Detailed description
Rationale: Hypoglycaemia has shown to cause a sustained pro-inflammatory response which could promote a pro-atherogenic state and explain the association between hypoglycaemia and cardiovascular events. This pro-inflammatory response has been linked to the adrenaline response to hypoglycaemia. Adrenergic blockade with α and β adrenergic receptor antagonists (ARA) has shown to blunt the leukocyte response after hypoglycaemia induction and adrenaline administration. Whether and to what degree a combined blockade blunts the hypoglycaemia induced pro-inflammatory response is unknown. Objective: to examine the effect of adrenergic inhibition on the hypoglycaemia induced inflammatory response (e.g. leukocyte phenotype, cytokines, inflammatory proteins) by performing a hyperinsulinaemic hypoglycaemic glucose clamp alongside infusion of α-ARA and β-ARA. Secondary objectives consist of the effect of adrenergic blockade during hypoglycaemia on atherogenic parameters and glucose metrics ( e.g. time in range). Study design: Intervention study with a cross-over design Study population: Potentially eligible adult ( 16 - 75 years) participants will be recruited through social media, the Radboudumc outpatient clinic and other advertisements. We will recruit a total of 24 individuals, i.e. 12 healthy participants and 12 participants with type 1 diabetes. Participants with type 1 diabetes will be twice ( as there are two investigational days) equipped with a blinded continuous glucose monitoring device (CGM) during the test, which will measure interstitial glucose levels for a total of 10 days. Intervention: All participants will undergo a hyperinsulinaemic hypoglycaemic glucose clamp ( nadir 2.8 mmol/L). During the clamp the participants will be randomized to receive an infusion of saline or an infusion of phentolamine and propranolol. This will be done using a cross-over design. The participants will undergo both the saline and adrenergic blockade.

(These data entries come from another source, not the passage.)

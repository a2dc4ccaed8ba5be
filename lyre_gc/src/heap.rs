//! The two-semispace heap.
//!
//! Layout of the active (from-) space during a cycle:
//!
//! ```text
//! from_space                                  from_space + region_size
//! |  copied objects  | free gap              |  fresh allocations  |
//! ^------------------^----------------------^---------------------^
//! scan ≤ ............ next                  limit
//! ```
//!
//! Copies of live objects grow upward from the bottom, fresh allocations grow
//! downward from the top, and the heap is exhausted when `next` meets
//! `limit`. Objects between `from_space` and `scan` have fully forwarded
//! fields; everything above `scan` may still hold pointers into the previous
//! epoch's space, which the read barrier and the incremental scan resolve
//! before the mutator can observe them.

use core::alloc::Layout;
use core::fmt;
use core::marker::PhantomData;

use log::{debug, trace};

use crate::object::{ObjRef, ObjectLayout, HEADER_SIZE, OBJECT_ALIGN, WORD_SIZE};
use crate::roots::{RootError, RootStack};
use crate::stats::HeapStats;

/// Default semispace size in bytes. `with_region_size` rounds any requested
/// size down to alignment granularity the same way.
pub const MAX_ALLOC_SIZE: usize = 1 << 20;

/// Number of copied records the incremental scan forwards per allocation.
pub const RECORDS_TO_FORWARD: usize = 16;

/// Result type for allocations.
pub type AllocResult<T> = Result<T, AllocError>;

/// The heap cannot satisfy the request, even after a full collection.
#[derive(Debug, Clone, Copy, PartialEq, Eq)]
pub struct AllocError;

impl fmt::Display for AllocError {
    fn fmt(&self, f: &mut fmt::Formatter<'_>) -> fmt::Result {
        write!(f, "out of heap memory")
    }
}

/// The two-semispace heap, generic over the runtime's header encoding.
pub struct Heap<L: ObjectLayout> {
    /// Backing storage of `2 * region_size` bytes; null until first use.
    storage: *mut u8,
    region_size: usize,
    from_space: *mut u8,
    to_space: *mut u8,
    /// Copied objects below this address have fully forwarded fields.
    scan: *mut u8,
    /// One past the last copied object.
    next: *mut u8,
    /// Lowest address claimed by a fresh allocation.
    limit: *mut u8,
    roots: RootStack,
    stats: HeapStats,
    _layout: PhantomData<L>,
}

impl<L: ObjectLayout> Heap<L> {
    /// Heap with the default region size. Storage is allocated lazily on the
    /// first public operation.
    pub const fn new() -> Heap<L> {
        Self::with_region_size(MAX_ALLOC_SIZE)
    }

    /// Heap whose semispaces are the largest multiple of the object alignment
    /// not exceeding `bytes`.
    pub const fn with_region_size(bytes: usize) -> Heap<L> {
        Heap {
            storage: core::ptr::null_mut(),
            region_size: bytes - bytes % OBJECT_ALIGN,
            from_space: core::ptr::null_mut(),
            to_space: core::ptr::null_mut(),
            scan: core::ptr::null_mut(),
            next: core::ptr::null_mut(),
            limit: core::ptr::null_mut(),
            roots: RootStack::new(),
            stats: HeapStats::new(),
            _layout: PhantomData,
        }
    }

    #[inline]
    pub fn is_initialized(&self) -> bool {
        !self.storage.is_null()
    }

    /// Allocate the backing storage if that has not happened yet.
    pub fn initialize(&mut self) {
        if self.is_initialized() {
            return;
        }
        let layout = Self::storage_layout(self.region_size);
        let storage = unsafe { alloc::alloc::alloc(layout) };
        if storage.is_null() {
            alloc::alloc::handle_alloc_error(layout);
        }
        self.storage = storage;
        self.from_space = storage;
        self.to_space = unsafe { storage.add(self.region_size) };
        self.scan = self.from_space;
        self.next = self.from_space;
        self.limit = unsafe { self.from_space.add(self.region_size) };
    }

    fn storage_layout(region_size: usize) -> Layout {
        Layout::from_size_align(2 * region_size, OBJECT_ALIGN)
            .expect("semispace size overflows the address space")
    }

    #[inline]
    pub fn region_size(&self) -> usize {
        self.region_size
    }

    #[inline]
    pub fn stats(&self) -> &HeapStats {
        &self.stats
    }

    /// Bytes left in the free gap between `next` and `limit`.
    #[inline]
    pub fn free_bytes(&self) -> usize {
        self.limit as usize - self.next as usize
    }

    // ========================================================================
    // Allocation
    // ========================================================================

    /// Allocate `size` bytes of object memory and return an uninitialized
    /// object. The caller must write the header and every field before the
    /// next call that may collect.
    ///
    /// `size` is the full object size (header plus fields), must be
    /// alignment-granular, and must reserve at least one field slot so the
    /// forwarding sentinel always has somewhere to live.
    ///
    /// This is the only relocating operation: it may run a full collection or
    /// an incremental forwarding step, so any object pointer held across it
    /// must be anchored through a registered root.
    pub fn allocate(&mut self, size: usize) -> AllocResult<ObjRef> {
        self.initialize();
        debug_assert!(size % OBJECT_ALIGN == 0, "allocation size must be alignment-granular");
        debug_assert!(
            size >= HEADER_SIZE + WORD_SIZE,
            "objects must reserve at least one field slot"
        );

        if self.free_bytes() < size {
            self.collect();
        } else {
            self.incremental_forward();
        }
        if self.free_bytes() < size {
            return Err(AllocError);
        }

        self.stats.record_alloc(size);
        self.limit = unsafe { self.limit.sub(size) };
        Ok(ObjRef::from_raw(self.limit))
    }

    // ========================================================================
    // Collection
    // ========================================================================

    /// Run a full collection: flip the semispaces and re-forward every
    /// registered root.
    ///
    /// The scan queue is deliberately not drained here. Fields of copied
    /// objects are resolved lazily, by `incremental_forward` steps on later
    /// allocations or by the read barrier at the point of access.
    pub fn collect(&mut self) {
        self.initialize();
        self.stats.begin_cycle();

        core::mem::swap(&mut self.from_space, &mut self.to_space);
        self.scan = self.from_space;
        self.next = self.from_space;
        self.limit = unsafe { self.from_space.add(self.region_size) };

        for i in 0..self.roots.len() {
            let slot = self.roots.slot(i);
            unsafe {
                let forwarded = self.forward(slot.read());
                slot.write(forwarded);
            }
        }

        debug!(
            "cycle {}: {} roots, retained {} bytes ({} objects)",
            self.stats.cycles,
            self.roots.len(),
            self.stats.current_bytes,
            self.stats.current_objects
        );
    }

    /// Forward the fields of up to `RECORDS_TO_FORWARD` copied objects,
    /// advancing `scan` toward `next`.
    pub fn incremental_forward(&mut self) {
        let mut forwarded = 0;
        while self.scan < self.next && forwarded < RECORDS_TO_FORWARD {
            let object = ObjRef::from_raw(self.scan);
            unsafe {
                for i in 0..object.field_count::<L>() {
                    let resolved = self.forward(object.field(i));
                    object.write_field(i, resolved);
                }
                self.scan = self.scan.add(object.size_in_bytes::<L>());
            }
            forwarded += 1;
        }
        if forwarded > 0 {
            trace!(
                "scanned {} records, {} bytes still pending",
                forwarded,
                self.next as usize - self.scan as usize
            );
        }
    }

    /// Resolve `value` to its current address.
    ///
    /// Values outside the stale space (from-space addresses, tagged scalars,
    /// null) pass through unchanged. A stale-space object is copied on first
    /// encounter; afterwards its first field holds the forwarding pointer.
    fn forward(&mut self, value: ObjRef) -> ObjRef {
        if !self.in_to_space(value) {
            return value;
        }
        unsafe {
            let first = value.field(0);
            if self.in_from_space(first) {
                // Already copied: first field is the forwarding pointer.
                first
            } else {
                self.chase(value);
                value.field(0)
            }
        }
    }

    /// Copy `target` and then one transitive chain of not-yet-copied
    /// children, installing a forwarding pointer in each original's first
    /// field. Each iteration copies exactly one new object, so the loop
    /// terminates once the chain runs out of unreached children.
    ///
    /// # Safety
    /// `target` must point at a live object in to-space that has not been
    /// copied yet.
    unsafe fn chase(&mut self, target: ObjRef) {
        let mut target = target;
        loop {
            let size = target.size_in_bytes::<L>();
            let copy = ObjRef::from_raw(self.next);
            self.next = self.next.add(size);
            self.stats.record_copy(size);

            let mut pending = ObjRef::null();
            copy.write_header(target.header());
            for i in 0..target.field_count::<L>() {
                let child = target.field(i);
                copy.write_field(i, child);
                if self.in_to_space(child) && !self.in_from_space(child.field(0)) {
                    pending = child;
                }
            }

            // The copy is complete; only now may the original be repurposed
            // as a forwarding record.
            target.write_field(0, copy);

            if pending.is_null() {
                return;
            }
            target = pending;
        }
    }

    /// Whether `value` is an object address inside the given semispace.
    ///
    /// The alignment test rejects tagged scalars outright, so a low-bit
    /// tagged value can never be mistaken for an object even if its bit
    /// pattern lands inside the heap's address range.
    #[inline]
    fn in_space(&self, value: ObjRef, space: *mut u8) -> bool {
        let addr = value.addr();
        addr % OBJECT_ALIGN == 0 && addr >= space as usize && addr < space as usize + self.region_size
    }

    #[inline]
    fn in_from_space(&self, value: ObjRef) -> bool {
        self.in_space(value, self.from_space)
    }

    #[inline]
    fn in_to_space(&self, value: ObjRef) -> bool {
        self.in_space(value, self.to_space)
    }

    // ========================================================================
    // Barriers
    // ========================================================================

    /// Forward `object`'s field `index` in place. The mutator calls this
    /// before reading any field, then reads the slot.
    ///
    /// # Safety
    /// `object` must point at a live object with more than `index` field
    /// slots.
    pub unsafe fn read_barrier(&mut self, object: ObjRef, index: usize) {
        self.initialize();
        self.stats.reads += 1;
        let value = object.field(index);
        let resolved = self.forward(value);
        if resolved != value {
            self.stats.read_barrier_moves += 1;
        }
        object.write_field(index, resolved);
    }

    /// Record a field store. The store itself is performed by the mutator;
    /// this collector keeps no remembered set, so only the counter moves.
    pub fn write_barrier(&mut self) {
        self.initialize();
        self.stats.writes += 1;
    }

    // ========================================================================
    // Roots
    // ========================================================================

    /// Register `slot` as a root. Its contents are rewritten on every flip.
    pub fn push_root(&mut self, slot: *mut ObjRef) {
        self.initialize();
        self.roots.push(slot);
    }

    /// Deregister `slot`. It must be the most recently pushed root.
    pub fn pop_root(&mut self, slot: *mut ObjRef) -> Result<(), RootError> {
        self.initialize();
        self.roots.pop(slot)
    }

    // ========================================================================
    // Diagnostics
    // ========================================================================

    /// Render the allocation counters, each by name.
    pub fn dump_allocation_statistics(&self, out: &mut dyn fmt::Write) -> fmt::Result {
        self.stats.dump(out)
    }

    /// Render the registered roots in push order.
    pub fn dump_roots(&self, out: &mut dyn fmt::Write) -> fmt::Result {
        write!(out, "roots:")?;
        for slot in self.roots.iter() {
            let contents = unsafe { slot.read() };
            write!(out, " {:#x}", contents.addr())?;
        }
        writeln!(out)
    }

    /// Render the heap pointers and every object in both live regions.
    pub fn dump_state(&self, out: &mut dyn fmt::Write) -> fmt::Result {
        if !self.is_initialized() {
            return writeln!(out, "heap not yet initialized");
        }

        writeln!(
            out,
            "from-space: {} bytes at {:#x}",
            self.region_size, self.from_space as usize
        )?;

        let mut first = true;
        self.dump_region(out, self.from_space, self.next, &mut first)?;
        let region_end = unsafe { self.from_space.add(self.region_size) };
        self.dump_region(out, self.limit, region_end, &mut first)?;
        writeln!(out)?;

        writeln!(
            out,
            "to-space: {} bytes at {:#x}",
            self.region_size, self.to_space as usize
        )?;
        writeln!(
            out,
            "scan = {:#x}, next = {:#x}, limit = {:#x}",
            self.scan as usize, self.next as usize, self.limit as usize
        )?;
        self.dump_roots(out)?;
        writeln!(
            out,
            "current allocation: {} bytes ({} objects)",
            self.stats.current_bytes, self.stats.current_objects
        )?;
        writeln!(out, "available: {} bytes", self.free_bytes())
    }

    fn dump_region(
        &self,
        out: &mut dyn fmt::Write,
        start: *mut u8,
        end: *mut u8,
        first: &mut bool,
    ) -> fmt::Result {
        let mut cursor = start;
        while cursor < end {
            let object = ObjRef::from_raw(cursor);
            let (arity, size) =
                unsafe { (object.field_count::<L>(), object.size_in_bytes::<L>()) };
            if !*first {
                write!(out, ", ")?;
            }
            *first = false;
            write!(out, "object with {} fields at {:#x}", arity, cursor as usize)?;
            cursor = unsafe { cursor.add(size) };
        }
        Ok(())
    }

    // Raw frontier pointers, for invariant checks in tests.
    #[cfg(test)]
    pub(crate) fn frontier(&self) -> (usize, usize, usize, usize) {
        (
            self.from_space as usize,
            self.scan as usize,
            self.next as usize,
            self.limit as usize,
        )
    }
}

impl<L: ObjectLayout> Default for Heap<L> {
    fn default() -> Self {
        Self::new()
    }
}

impl<L: ObjectLayout> Drop for Heap<L> {
    fn drop(&mut self) {
        if self.is_initialized() {
            unsafe { alloc::alloc::dealloc(self.storage, Self::storage_layout(self.region_size)) };
        }
    }
}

Main study parameters/endpoints: The main study parameter will be the monocyte count after 60 minutes hyperinsulinaemic hypoglycaemic clamp and adrenergic blockade during the clamp.
Interventions
DRUGPhentolamine
When euglycaemic level of 5.0mmol/L is achieved we will start the adrenergic blockade which will continue throughout euglycaemia and hypoglycaemia. The participants will be administered a bolus of phentolamine of 70µg/kg followed by a dose of 7.0µg/kg/min continuous infusion and a bolus of propranolol of 14µg/kg followed by a dose of 1.4µg/kg/min.
DRUGhyperinsulinaemic hypoglycaemic clamp
Insulin will be infused at a continuous rate of 60 mU∙m-2 ∙min-1 and glucose 20% will be infused at a variable rate, aiming for stable plasma glucose levels of 5.0 mmol/L. The infusion rate of glucose will be adjusted by plasma glucose levels, measured at 5-minute intervals. After 30 minutes of stable euglycaemia, plasma glucose levels will be allowed to drop gradually to 2.8 mmol/L and will be maintained at this level for 60 minutes. Then, insulin infusion and adrenergic blockade infusions will be stopped. Glucose infusion will be increased and then tapered until stable euglycaemia plasma levels are reached.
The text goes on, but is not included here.